Vahalla Rising: Near-vana
With the release of Centurion, Agora and Clash Of The Titans, historical epics are very much the vogue of the season. Nicholas Winding Refn brings another take on a period of history shrouded in mythological origins, this time serving up an earthy and bloody tale of pilgrimatic Vikings in the 10th Century.
Mads Mikkelsen plays One Eye (something of a trend for Mads as he played the monocular villain Le Chiffre in Casino Royale), a mute, scarred, battle-hardened ball of sinew. He’s carted around in chains by a tribe of Vikings who pit him against fighters from other clans– One Eye’s ferocity and skill means he never loses and he earns them a steady stream of money.
Eventually, he seizes the chance of escape and, slaughtering his captors, joins up with a band of newly converted Christian Vikings who want to make a name for themselves fighting in the Crusades. But an apparently supernatural fog drives their ship a long way off course.
Refn has crafted a film which is oppressive from the outset. From its chapter title cards, monochrome colour palette, to its atonal screeching soundtrack, it’s clear that this is not a film that’s going to be played for laughs. Refn has stated that he wanted One Eye to be a force of nature and that’s clearly evident – it seems that nothing can stem the tide of his emotionless savagery.
But beyond the relentlessly overbearing atmosphere that Valhalla Rising evokes, it has very little to say. One Eye has no back-story – he’s a man with “no past and no present” but he’s less of the “monolith” that Refn intended and more of a cardboard cut out.

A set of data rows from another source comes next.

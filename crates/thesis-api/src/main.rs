//! Thesis API server entry point
//!
//! Run with:
//! ```bash
//! cargo run -p thesis-api
//! ```
//!
//! Configuration is loaded from environment variables (a .env file is
//! honored in development).

use thesis_common::{try_init_tracing, AppConfig, Environment, TracingConfig};
use tracing::{error, info};

#[tokio::main]
async fn main() {
    // Load .env before anything reads the environment
    dotenvy::dotenv().ok();

    // Run the server
    if let Err(e) = run().await {
        error!(error = %e, "Server failed to start");
        std::process::exit(1);
    }
}

async fn run() -> Result<(), Box<dyn std::error::Error>> {
    // Load configuration
    let config = AppConfig::from_env()?;

    // Initialize tracing per environment
    let tracing_config = match config.app.env {
        Environment::Production => TracingConfig::production(),
        _ => TracingConfig::development(),
    };
    if let Err(e) = try_init_tracing(tracing_config) {
        eprintln!("Warning: Failed to initialize tracing: {e}");
    }

    info!(
        env = ?config.app.env,
        host = %config.server.host,
        port = config.server.port,
        "Configuration loaded"
    );

    // Run the server
    thesis_api::run(config).await?;

    Ok(())
}
//! # thesis-db
//!
//! Database layer implementing repository traits with PostgreSQL via SQLx.
//!
//! ## Overview
//!
//! This crate provides PostgreSQL implementations for all repository traits
//! defined in `thesis-core`. It handles:
//!
//! - Connection pool management and schema migrations
//! - Database models with SQLx `FromRow` derives
//! - Entity ↔ Model mappers
//! - Repository implementations
//!
//! ## Usage
//!
//! ```rust,ignore
//! use thesis_db::pool::{create_pool, run_migrations, DatabaseConfig};
//! use thesis_db::PgAccountRepository;
//!
//! async fn example() -> Result<(), Box<dyn std::error::Error>> {
//!     let config = DatabaseConfig::from_env();
//!     let pool = create_pool(&config).await?;
//!     run_migrations(&pool).await?;
//!     let accounts = PgAccountRepository::new(pool);
//!
//!     // Use the repository...
//!     Ok(())
//! }
//! ```

pub mod mappers;
pub mod models;
pub mod pool;
pub mod repositories;

// Re-export commonly used types
pub use pool::{create_pool, create_pool_from_env, run_migrations, DatabaseConfig, PgPool};
pub use repositories::{
    PgAccountRepository, PgApprovalRepository, PgDefenseRepository, PgNewsRepository,
    PgThesisRepository,
};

The whole film is a constant struggle for survival, caked in seas of mud and blood. But whereas Centurion had Michael Fassbender in much the same environment, the story actually had some kind of drive; Valhalla Rising asks us to be content with looking at the view.
The supporting cast are relegated to side show puppets, blindly following One Eye on his course. But with no actual substance to get hold of, they’re deemed to feel like stage scenery in a play, whose role is to die at the appropriate time in as eye-wateringly brutal a way as possible.
It’s a violent landscape populated by violent people doing violent things. But other than convey bleak hostility, what else does it have to say? It’s in danger of being swallowed up by its own self-importance but actually misses the mark when it comes to delivering something truly compelling.
Taken on its own merits, Valhalla Rising looks very impressive. Mikkelsen does his best with the thin material he’s given – his portrayal of One Eye is almost elemental in its unrelenting brutality and the still shots of cold, unforgiving Scotland are undeniably magnificent – a picturesquely indifferent canvas on which torrents of blood can be spilled.
But blended together, it never quite transcends the sum of its parts and it will frustrate those looking for an explicit explanation; it’s as cold and detached as the landscape it inhabits.